I've complained before about the abysmal so-called 'security' offered by Facebook to its users - security that in many cases is honored more in the breach (by the company itself) than in the observance. It hides its intentions behind smarmy weasel words in its privacy policy and terms of use, so that unless they research the matter for themselves, few users realize how they're being treated like online versions of laboratory animals, their data sold to the highest bidder.
Now comes news that Facebook has taken their cavalier attitude to new depths.
It should come as no surprise that most mobile apps run some sort of analytics on user behaviour. But in the case of Facebook, the social network’s Messenger app for iOS apparently tracks quite a bit more than most users likely realize.
iOS forensics and security researcher Jonathan Zdziarski spent Tuesday morning disassembling Facebook Messenger’s iOS binary, at one point declaring via Twitter that “Messenger appears to have more spyware type code in it than I've seen in products intended specifically for enterprise surveillance.”
In an email, Zdziarski said that Messenger is logging practically everything a user might do within the app, from what and where they tap, to how often a device is held in portrait versus landscape orientation; even time spent in the Messenger app, versus the time it spends running in the background.

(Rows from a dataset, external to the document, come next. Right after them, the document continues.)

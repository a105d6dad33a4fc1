//! Error types for the logger

use std::path::PathBuf;

use thiserror::Error;

#[derive(Debug, Error)]
pub enum LoggerError {
    #[error("Failed to open log file '{path}': {source}")]
    Open {
        path: PathBuf,
        #[source]
        source: std::io::Error,
    },

    #[error("Configuration error: {message}")]
    Config { message: String },
}

impl LoggerError {
    pub fn open(path: impl Into<PathBuf>, source: std::io::Error) -> Self {
        Self::Open {
            path: path.into(),
            source,
        }
    }

    pub fn config(message: impl Into<String>) -> Self {
        Self::Config {
            message: message.into(),
        }
    }
}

Some of this is expected behaviour for an app developer, of course. But of greater concern are the other things Zdziarski discovered, whose intended purpose is less clear.
“[Facebook is] using some private APIs I didn’t even know were available inside the sandbox to be able to pull out your WiFi SSID (which could be used to snoop on which WiFi networks you’re connected to) and are even tapping the process list for various information on the device,” he wrote in an email.
On Twitter, Zdziarski said he’s worked for companies that write enterprise surveillance software that didn’t know this level of access was possible.
There's more at the link.
Anyone who continues to use Facebook after knowing this, and understanding all of the company's previous efforts to strip you of every last vestige of privacy, deserves all they get.
Peter
Hear! Hear!
ReplyDeleteI quit Facebook a couple of years ago for those very reasons. they don't need to know everything about me.
IMHO Google is nearly as bad. I have removed all things Google from all my computers and mobile devices. Don't even use them for searches anymore. Duck Duck Go is a better alternative.
Note that these were un-documented APIs in iOS.
ReplyDeleteAll the more reason to stay far, far away from Apple products.